Ya da sadece boş gözlerle bakıp içeriye alır?
" Çıkmaya niyetin yok galiba abicim?" diyen Eyüp Bey ile sonu kötü biten Mehir tepkilerini düşünmeyi bıraktım ve heyecanla valizimi alıp odamın kapısında dikilen Eyüp Bey'e sürükledim.

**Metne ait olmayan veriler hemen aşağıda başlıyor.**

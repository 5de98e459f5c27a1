//! HTTP API layer.
//!
//! Exposes the screening, remedy and facility logic as JSON endpoints
//! for the companion form. Routes are nested under `/api/`.
//!
//! The router is composable — `api_router()` returns a `Router` that
//! can be mounted on any axum server instance.

pub mod endpoints;
pub mod error;
pub mod router;
pub mod server;
pub mod types;

pub use router::api_router;
pub use types::ApiContext;
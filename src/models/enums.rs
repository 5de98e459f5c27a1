use crate::catalog::CatalogError;
use serde::{Deserialize, Serialize};

/// Macro to generate enum with as_str + std::str::FromStr pattern
macro_rules! str_enum {
    ($name:ident { $($variant:ident => $s:literal),+ $(,)? }) => {
        #[derive(Debug, Clone, Copy, PartialEq, Eq, Hash, Serialize, Deserialize)]
        #[serde(rename_all = "snake_case")]
        pub enum $name {
            $($variant),+
        }

        impl $name {
            pub fn as_str(&self) -> &'static str {
                match self {
                    $(Self::$variant => $s),+
                }
            }
        }

        impl std::str::FromStr for $name {
            type Err = CatalogError;

            fn from_str(s: &str) -> Result<Self, Self::Err> {
                match s {
                    $($s => Ok(Self::$variant)),+,
                    _ => Err(CatalogError::InvalidEnum {
                        field: stringify!($name).into(),
                        value: s.into(),
                    }),
                }
            }
        }
    };
}

str_enum!(Disease {
    Diabetes => "diabetes",
    HeartDisease => "heart_disease",
    Parkinsons => "parkinsons",
});

str_enum!(Severity {
    Mild => "mild",
    Moderate => "moderate",
    Severe => "severe",
});

str_enum!(AgeGroup {
    Young => "young",
    Adult => "adult",
    Senior => "senior",
});

str_enum!(Category {
    Yoga => "yoga",
    Pranayama => "pranayama",
    Diet => "diet",
    Naturopathy => "naturopathy",
    Ayurveda => "ayurveda",
    ProTips => "pro_tips",
});

impl Disease {
    pub const ALL: [Disease; 3] = [
        Disease::Diabetes,
        Disease::HeartDisease,
        Disease::Parkinsons,
    ];

    pub fn display_name(&self) -> &'static str {
        match self {
            Disease::Diabetes => "Diabetes",
            Disease::HeartDisease => "Heart Disease",
            Disease::Parkinsons => "Parkinson's Disease",
        }
    }

    /// Number of values the disease's classifier expects, in order.
    pub fn feature_len(&self) -> usize {
        self.feature_names().len()
    }

    /// Ordered feature names for the disease's classifier input.
    pub fn feature_names(&self) -> &'static [&'static str] {
        match self {
            Disease::Diabetes => &[
                "pregnancies",
                "glucose",
                "blood_pressure",
                "skin_thickness",
                "insulin",
                "bmi",
                "diabetes_pedigree_function",
                "age",
            ],
            Disease::HeartDisease => &[
                "age",
                "sex",
                "chest_pain_type",
                "resting_bp",
                "cholesterol",
                "fasting_blood_sugar",
                "resting_ecg",
                "max_heart_rate",
                "exercise_angina",
                "st_depression",
                "st_slope",
                "major_vessels",
                "thalassemia",
            ],
            Disease::Parkinsons => &[
                "mdvp_fo_hz",
                "mdvp_fhi_hz",
                "mdvp_flo_hz",
                "jitter_percent",
                "jitter_abs",
                "rap",
                "ppq",
                "jitter_ddp",
                "shimmer",
                "shimmer_db",
                "apq3",
                "apq5",
                "apq",
                "shimmer_dda",
                "nhr",
                "hnr",
                "rpde",
                "dfa",
                "spread1",
                "spread2",
                "d2",
                "ppe",
            ],
        }
    }

    /// City preselected in the facility search for this disease.
    pub fn default_city(&self) -> &'static str {
        match self {
            Disease::Diabetes => "Kolhapur",
            Disease::HeartDisease | Disease::Parkinsons => "Mumbai",
        }
    }
}

impl Severity {
    /// Parse a self-reported severity string: trim, capitalize, match.
    /// Returns `None` for anything outside the three clinical tiers;
    /// the caller decides the default and the advisory.
    pub fn from_self_reported(raw: &str) -> Option<Severity> {
        let trimmed = raw.trim();
        let mut chars = trimmed.chars();
        let normalized = match chars.next() {
            Some(first) => {
                first.to_uppercase().collect::<String>() + &chars.as_str().to_lowercase()
            }
            None => return None,
        };
        match normalized.as_str() {
            "Mild" => Some(Severity::Mild),
            "Moderate" => Some(Severity::Moderate),
            "Severe" => Some(Severity::Severe),
            _ => None,
        }
    }

    pub fn display_name(&self) -> &'static str {
        match self {
            Severity::Mild => "Mild",
            Severity::Moderate => "Moderate",
            Severity::Severe => "Severe",
        }
    }
}

impl AgeGroup {
    /// Bracket a numeric age: under 18 young, 60 and over senior.
    pub fn from_age(age: u32) -> AgeGroup {
        if age < 18 {
            AgeGroup::Young
        } else if age >= 60 {
            AgeGroup::Senior
        } else {
            AgeGroup::Adult
        }
    }

    pub fn display_name(&self) -> &'static str {
        match self {
            AgeGroup::Young => "Young",
            AgeGroup::Adult => "Adult",
            AgeGroup::Senior => "Senior",
        }
    }
}

impl Category {
    /// Fixed display order for bundle sections.
    pub const ALL: [Category; 6] = [
        Category::Yoga,
        Category::Pranayama,
        Category::Diet,
        Category::Naturopathy,
        Category::Ayurveda,
        Category::ProTips,
    ];

    pub fn label(&self) -> &'static str {
        match self {
            Category::Yoga => "Yoga Asanas",
            Category::Pranayama => "Pranayama (Breathing Exercises)",
            Category::Diet => "Dietary Guidelines",
            Category::Naturopathy => "Naturopathy & Lifestyle",
            Category::Ayurveda => "Ayurvedic Considerations",
            Category::ProTips => "Pro-Tips & Extra Steps",
        }
    }
}
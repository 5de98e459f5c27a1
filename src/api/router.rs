//! API router.
//!
//! Returns a composable `Router` that can be mounted on any axum
//! server. Routes are nested under `/api/`. There is no auth layer:
//! the service binds to loopback by default and holds no private data.
//!
//! NOTE: Path params use `:param` syntax (matchit 0.7 / axum 0.7).

use axum::routing::{get, post};
use axum::Router;
use tower_http::cors::CorsLayer;

use crate::api::endpoints;
use crate::api::types::ApiContext;

/// Build the API router with all endpoints under `/api/`.
pub fn api_router(ctx: ApiContext) -> Router {
    let routes = Router::new()
        .route("/health", get(endpoints::health::check))
        .route("/diseases", get(endpoints::diseases::list))
        .route("/cities", get(endpoints::cities::list))
        .route("/remedies/:disease", get(endpoints::remedies::lookup))
        .route("/facilities/:disease", get(endpoints::facilities::search))
        .route("/screenings/:disease", post(endpoints::screenings::create))
        .with_state(ctx);

    Router::new()
        .nest("/api", routes)
        // The companion form is served from a separate local origin.
        .layer(CorsLayer::permissive())
}
//! Static reference catalog — remedy knowledge base, facility rosters,
//! city coordinates.
//!
//! All three tables ship as embedded JSON assets, deserialized and
//! validated once at startup into an immutable `Catalog` that is shared
//! by reference across request handlers. Nothing here mutates after
//! load; the resolver and the proximity search are the only consumers.

use std::collections::{BTreeMap, HashMap, HashSet};

use serde::Deserialize;
use thiserror::Error;

use crate::models::{AgeGroup, Coordinate, Disease, FacilityRecord, RemedyBundle, Severity};

const REMEDIES_JSON: &str = include_str!("../data/remedies.json");
const FACILITIES_JSON: &str = include_str!("../data/facilities.json");
const CITIES_JSON: &str = include_str!("../data/cities.json");

#[derive(Error, Debug)]
pub enum CatalogError {
    #[error("JSON parse error in {asset}: {source}")]
    Parse {
        asset: &'static str,
        #[source]
        source: serde_json::Error,
    },

    #[error("Invalid enum value for {field}: {value}")]
    InvalidEnum { field: String, value: String },

    #[error("Roster for {disease} references unknown hospital key: {key}")]
    UnknownHospital { disease: String, key: String },

    #[error("Invalid coordinate for city {city}: {raw}")]
    InvalidCity { city: String, raw: String },
}

/// Per-disease remedy table: severity tier → age group → bundle.
/// Sparse by design: not every pair has an entry.
pub type RemedyTable = HashMap<Severity, HashMap<AgeGroup, RemedyBundle>>;

#[derive(Debug)]
pub struct Catalog {
    remedies: HashMap<Disease, RemedyTable>,
    rosters: HashMap<Disease, Vec<FacilityRecord>>,
    cities: BTreeMap<String, Coordinate>,
}

// ─── Raw asset shapes ────────────────────────────────────────────────────────

#[derive(Deserialize)]
struct FacilityFile {
    hospitals: HashMap<String, FacilityRecord>,
    rosters: HashMap<Disease, RosterSource>,
}

#[derive(Deserialize)]
struct RosterSource {
    #[serde(default)]
    hospitals: Vec<HospitalRef>,
    #[serde(default)]
    practitioners: Vec<FacilityRecord>,
}

/// Reference into the shared hospital table, optionally labeled with the
/// department relevant to the roster's disease.
#[derive(Deserialize)]
struct HospitalRef {
    key: String,
    #[serde(default)]
    unit: Option<String>,
}

// ─── Loading ─────────────────────────────────────────────────────────────────

impl Catalog {
    /// Load and validate the embedded assets. Any failure here is a data
    /// defect shipped with the binary, so callers treat it as fatal.
    pub fn load_embedded() -> Result<Catalog, CatalogError> {
        Self::from_sources(REMEDIES_JSON, FACILITIES_JSON, CITIES_JSON)
    }

    /// Build a catalog from raw JSON sources. Exposed so tests can load
    /// small fixture tables through the same validation path.
    pub fn from_sources(
        remedies_json: &str,
        facilities_json: &str,
        cities_json: &str,
    ) -> Result<Catalog, CatalogError> {
        let remedies: HashMap<Disease, RemedyTable> = serde_json::from_str(remedies_json)
            .map_err(|source| CatalogError::Parse {
                asset: "remedies.json",
                source,
            })?;

        let facility_file: FacilityFile = serde_json::from_str(facilities_json)
            .map_err(|source| CatalogError::Parse {
                asset: "facilities.json",
                source,
            })?;

        let raw_cities: BTreeMap<String, String> = serde_json::from_str(cities_json)
            .map_err(|source| CatalogError::Parse {
                asset: "cities.json",
                source,
            })?;

        let mut rosters = HashMap::new();
        for (disease, source) in facility_file.rosters {
            let roster = build_roster(disease, &source, &facility_file.hospitals)?;
            rosters.insert(disease, roster);
        }

        let mut cities = BTreeMap::new();
        for (city, raw) in raw_cities {
            let coord = Coordinate::parse_str(&raw).ok_or_else(|| CatalogError::InvalidCity {
                city: city.clone(),
                raw: raw.clone(),
            })?;
            cities.insert(city, coord);
        }

        Ok(Catalog {
            remedies,
            rosters,
            cities,
        })
    }

    // ─── Accessors ──────────────────────────────────────────────────────────

    pub fn remedy_table(&self, disease: Disease) -> Option<&RemedyTable> {
        self.remedies.get(&disease)
    }

    pub fn bundle(
        &self,
        disease: Disease,
        severity: Severity,
        age_group: AgeGroup,
    ) -> Option<&RemedyBundle> {
        self.remedies
            .get(&disease)?
            .get(&severity)?
            .get(&age_group)
    }

    /// Candidate list for the disease's facility search. Empty slice for
    /// a disease without a roster (none ship that way).
    pub fn roster(&self, disease: Disease) -> &[FacilityRecord] {
        self.rosters
            .get(&disease)
            .map(Vec::as_slice)
            .unwrap_or(&[])
    }

    pub fn city(&self, name: &str) -> Option<Coordinate> {
        self.cities.get(name.trim()).copied()
    }

    /// City table in sorted name order (BTreeMap iteration order).
    pub fn cities(&self) -> &BTreeMap<String, Coordinate> {
        &self.cities
    }

    pub fn city_count(&self) -> usize {
        self.cities.len()
    }

    pub fn facility_count(&self) -> usize {
        self.rosters.values().map(Vec::len).sum()
    }
}

/// Resolve hospital references, append individual practitioners, then
/// deduplicate by stable identity (name + coordinate). The source data
/// redefines several hospitals with near-identical fields; the first
/// occurrence wins and later duplicates are dropped with a log line.
fn build_roster(
    disease: Disease,
    source: &RosterSource,
    hospitals: &HashMap<String, FacilityRecord>,
) -> Result<Vec<FacilityRecord>, CatalogError> {
    let mut roster = Vec::with_capacity(source.hospitals.len() + source.practitioners.len());

    for href in &source.hospitals {
        let base = hospitals
            .get(&href.key)
            .ok_or_else(|| CatalogError::UnknownHospital {
                disease: disease.as_str().to_string(),
                key: href.key.clone(),
            })?;
        let mut record = base.clone();
        if let Some(unit) = &href.unit {
            record.name = format!("{} ({unit})", record.name);
        }
        roster.push(record);
    }

    roster.extend(source.practitioners.iter().cloned());

    let mut seen = HashSet::new();
    roster.retain(|record| {
        let fresh = seen.insert(record.identity());
        if !fresh {
            tracing::debug!(
                disease = disease.as_str(),
                facility = %record.name,
                "dropping duplicate roster entry"
            );
        }
        fresh
    });

    Ok(roster)
}
//! TTL-aware cache for DNS resource records.
//!
//! The cache is an in-memory set of records, unique by (name, type, class,
//! payload), with lazy expiry: entries are only discarded when a lookup
//! finds them past their TTL. It persists between invocations as a
//! human-inspectable JSON file; a missing or malformed file simply means an
//! empty cache, never a failure.
//!
//! `RecordCache` is a cheap `Clone` handle over shared state, so the
//! resolver can mutate the cache during resolution while the caller keeps
//! its own handle for [`RecordCache::save`] at the end of the session.

use std::collections::HashMap;
use std::net::{Ipv4Addr, Ipv6Addr};
use std::path::{Path, PathBuf};
use std::str::FromStr;
use std::sync::Arc;
use std::time::{SystemTime, UNIX_EPOCH};

use hickory_proto::rr::rdata;
use hickory_proto::rr::{DNSClass, Name, RData, Record, RecordType};
use parking_lot::RwLock;
use serde::{Deserialize, Serialize};
use tracing::{debug, warn};

use crate::metrics::{self, CacheLookup};

/// Default cache file name in the working directory.
const CACHE_FILE: &str = "dns-cache.json";

/// Current wall-clock time as unix seconds.
fn unix_now() -> u64 {
    SystemTime::now()
        .duration_since(UNIX_EPOCH)
        .unwrap_or_default()
        .as_secs()
}

/// Identity of a cached record: everything except the timestamps.
///
/// The payload is keyed by its presentation form so that two A records for
/// the same name with different addresses are distinct entries.
#[derive(Debug, Clone, PartialEq, Eq, Hash)]
struct RecordKey {
    name: Name,
    rtype: RecordType,
    class: DNSClass,
    data: String,
}

impl RecordKey {
    fn of(record: &Record) -> Self {
        Self {
            name: absolute(record.name()),
            rtype: record.record_type(),
            class: record.dns_class(),
            data: record.data().to_string(),
        }
    }
}

/// Normalize a name to its absolute form.
///
/// `Name` equality requires matching fqdn flags, and records parsed off
/// the wire always carry absolute names. Keying and looking up in
/// absolute form lets a relative query name ("host.example") hit an entry
/// cached from a response ("host.example.").
fn absolute(name: &Name) -> Name {
    let mut name = name.clone();
    name.set_fqdn(true);
    name
}

/// A resource record held in the cache, together with the wall-clock time
/// it was inserted and the TTL it remains valid for.
#[derive(Debug, Clone)]
pub struct CacheRecord {
    record: Record,
    added: u64,
    ttl: u64,
}

impl CacheRecord {
    fn new(record: Record, added: u64, default_ttl: u64) -> Self {
        // A record's own TTL wins; zero falls back to the cache-wide
        // default configured at construction.
        let ttl = if record.ttl() > 0 {
            u64::from(record.ttl())
        } else {
            default_ttl
        };
        Self { record, added, ttl }
    }

    /// The wrapped resource record.
    pub fn record(&self) -> &Record {
        &self.record
    }

    /// Unix timestamp (seconds) at which the record was inserted.
    pub fn added(&self) -> u64 {
        self.added
    }

    /// Seconds this entry remains valid after insertion.
    pub fn ttl(&self) -> u64 {
        self.ttl
    }

    /// Whether the entry is still valid at time `now`.
    fn is_valid_at(&self, now: u64) -> bool {
        now.saturating_sub(self.added) <= self.ttl
    }

    /// Convert to the serializable mapping written to the cache file.
    ///
    /// Returns `None` for payload types the cache file format does not
    /// cover (anything outside A/AAAA/CNAME/NS).
    pub fn to_stored(&self) -> Option<StoredRecord> {
        let data = match self.record.data() {
            RData::A(a) => a.0.to_string(),
            RData::AAAA(aaaa) => aaaa.0.to_string(),
            RData::CNAME(cname) => cname.0.to_utf8(),
            RData::NS(ns) => ns.0.to_utf8(),
            other => {
                debug!(rtype = %self.record.record_type(), data = %other, "skipping unstorable record");
                return None;
            }
        };
        Some(StoredRecord {
            name: self.record.name().to_utf8(),
            rtype: self.record.record_type().to_string(),
            class: self.record.dns_class().to_string(),
            data,
            ttl: self.ttl,
            added: self.added,
        })
    }

    /// Rebuild a cache record from its stored mapping.
    pub fn from_stored(stored: &StoredRecord) -> Result<Self, hickory_proto::ProtoError> {
        let name = Name::from_ascii(&stored.name)?;
        let rtype = RecordType::from_str(&stored.rtype)?;
        let class = DNSClass::from_str(&stored.class)?;
        let data = match rtype {
            RecordType::A => {
                let addr: Ipv4Addr = stored
                    .data
                    .parse()
                    .map_err(|_| hickory_proto::ProtoErrorKind::Message("invalid A payload"))?;
                RData::A(rdata::A(addr))
            }
            RecordType::AAAA => {
                let addr: Ipv6Addr = stored
                    .data
                    .parse()
                    .map_err(|_| hickory_proto::ProtoErrorKind::Message("invalid AAAA payload"))?;
                RData::AAAA(rdata::AAAA(addr))
            }
            RecordType::CNAME => RData::CNAME(rdata::CNAME(Name::from_ascii(&stored.data)?)),
            RecordType::NS => RData::NS(rdata::NS(Name::from_ascii(&stored.data)?)),
            _ => {
                return Err(
                    hickory_proto::ProtoErrorKind::Message("unsupported stored record type").into(),
                )
            }
        };
        let ttl = u32::try_from(stored.ttl).unwrap_or(u32::MAX);
        let mut record = Record::from_rdata(name, ttl, data);
        record.set_dns_class(class);
        Ok(Self {
            record,
            added: stored.added,
            ttl: stored.ttl,
        })
    }
}

/// One record as it appears in the persisted cache file.
#[derive(Debug, Clone, Serialize, Deserialize)]
pub struct StoredRecord {
    /// Domain name the record belongs to.
    pub name: String,
    /// Record type ("A", "CNAME", ...).
    #[serde(rename = "type")]
    pub rtype: String,
    /// Record class ("IN").
    pub class: String,
    /// Textual payload: an address for A/AAAA, a domain name for CNAME/NS.
    pub data: String,
    /// Seconds the entry remains valid after `added`.
    pub ttl: u64,
    /// Unix timestamp (seconds) of insertion.
    pub added: u64,
}

#[derive(Debug)]
struct CacheInner {
    records: HashMap<RecordKey, CacheRecord>,
    default_ttl: u64,
    path: PathBuf,
}

/// Cache for resource records, shared between the resolver and its caller.
#[derive(Debug, Clone)]
pub struct RecordCache {
    inner: Arc<RwLock<CacheInner>>,
}

impl RecordCache {
    /// Create an empty cache backed by the default file path.
    ///
    /// `default_ttl` is the validity in seconds applied to records whose
    /// own TTL is zero.
    pub fn new(default_ttl: u64) -> Self {
        Self::with_path(default_ttl, CACHE_FILE)
    }

    /// Create an empty cache backed by the given file path.
    pub fn with_path(default_ttl: u64, path: impl AsRef<Path>) -> Self {
        Self {
            inner: Arc::new(RwLock::new(CacheInner {
                records: HashMap::new(),
                default_ttl,
                path: path.as_ref().to_path_buf(),
            })),
        }
    }

    /// Look up a still-valid record matching (name, type, class) exactly.
    ///
    /// The first matching entry found decides: if it is valid the wrapped
    /// record is returned; if it has expired it is removed and the lookup
    /// reports a miss. Further matching entries, if any, are discarded
    /// only lazily on their own expiry.
    pub fn lookup(&self, name: &Name, rtype: RecordType, class: DNSClass) -> Option<Record> {
        self.lookup_at(name, rtype, class, unix_now())
    }

    fn lookup_at(
        &self,
        name: &Name,
        rtype: RecordType,
        class: DNSClass,
        now: u64,
    ) -> Option<Record> {
        let name = absolute(name);
        let mut inner = self.inner.write();

        let mut expired: Option<RecordKey> = None;
        for (key, entry) in &inner.records {
            if key.name == name && key.rtype == rtype && key.class == class {
                if entry.is_valid_at(now) {
                    debug!(%name, %rtype, "cache hit");
                    metrics::record_cache_lookup(rtype, CacheLookup::Hit);
                    return Some(entry.record.clone());
                }
                // Expired entry: collect the key, then remove outside the
                // iteration.
                expired = Some(key.clone());
                break;
            }
        }

        if let Some(key) = expired {
            inner.records.remove(&key);
            debug!(%name, %rtype, "cache entry expired");
            metrics::record_cache_lookup(rtype, CacheLookup::Expired);
            metrics::record_cache_size(inner.records.len());
            return None;
        }

        metrics::record_cache_lookup(rtype, CacheLookup::Miss);
        None
    }

    /// Add a record to the cache, timestamped now.
    ///
    /// Re-adding a record that is already present refreshes its timestamp
    /// rather than keeping the stale entry.
    pub fn add_record(&self, record: &Record) {
        self.add_record_at(record, unix_now());
    }

    fn add_record_at(&self, record: &Record, now: u64) {
        let mut inner = self.inner.write();
        let entry = CacheRecord::new(record.clone(), now, inner.default_ttl);
        debug!(name = %record.name(), rtype = %record.record_type(), ttl = entry.ttl, "caching record");
        inner.records.insert(RecordKey::of(record), entry);
        metrics::record_cache_size(inner.records.len());
    }

    /// Add a batch of records, with the same semantics as
    /// [`RecordCache::add_record`] for each.
    pub fn add_records(&self, records: &[Record]) {
        let now = unix_now();
        for record in records {
            self.add_record_at(record, now);
        }
    }

    /// Number of entries currently held (valid or not yet expired-on-read).
    pub fn len(&self) -> usize {
        self.inner.read().records.len()
    }

    /// Whether the cache holds no entries.
    pub fn is_empty(&self) -> bool {
        self.inner.read().records.is_empty()
    }

    /// Read the cache file from disk, replacing the in-memory set.
    ///
    /// Any failure (missing file, unreadable, malformed JSON, bad entry)
    /// leaves the cache empty and is logged; resolution proceeds as if no
    /// cache existed.
    pub fn load(&self) {
        let mut inner = self.inner.write();
        inner.records.clear();

        let loaded = match std::fs::read_to_string(&inner.path) {
            Ok(contents) => serde_json::from_str::<Vec<StoredRecord>>(&contents)
                .map_err(std::io::Error::other),
            Err(e) => Err(e),
        };
        match loaded {
            Ok(stored) => {
                let total = stored.len();
                for entry in &stored {
                    match CacheRecord::from_stored(entry) {
                        Ok(record) => {
                            inner
                                .records
                                .insert(RecordKey::of(&record.record), record);
                        }
                        Err(e) => {
                            warn!(name = %entry.name, rtype = %entry.rtype, "dropping bad cache entry: {}", e);
                        }
                    }
                }
                debug!(
                    loaded = inner.records.len(),
                    total,
                    path = %inner.path.display(),
                    "read record cache"
                );
            }
            Err(e) => {
                warn!(path = %inner.path.display(), "could not read record cache: {}", e);
            }
        }
        metrics::record_cache_size(inner.records.len());
    }

    /// Write the cache file to disk, replacing any prior file.
    ///
    /// An IO failure is logged and the write skipped; it never propagates.
    pub fn save(&self) {
        let inner = self.inner.read();
        let stored: Vec<StoredRecord> = inner
            .records
            .values()
            .filter_map(CacheRecord::to_stored)
            .collect();

        let result = serde_json::to_string_pretty(&stored)
            .map_err(std::io::Error::other)
            .and_then(|json| std::fs::write(&inner.path, json));
        match result {
            Ok(()) => {
                debug!(entries = stored.len(), path = %inner.path.display(), "wrote record cache")
            }
            Err(e) => {
                warn!(path = %inner.path.display(), "could not write record cache: {}", e)
            }
        }
    }
}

"Siz çok centilmen bir adamsınız Eyüp Bey." dedim tatlı tatlı.
"Yaa?" dedi hafif sırıtarak.
"Tabi, ilk evime geldiğiniz gün demiştim ki ' Ne kadar da yakışıklı, kadınların gözdesi, kibar, dehşet vevşet yakışıklı ve centilmen bir bey' dedim. Tabi içimden."
"Ha ondan dolayı belamı sevecek gibi bakıyordun?"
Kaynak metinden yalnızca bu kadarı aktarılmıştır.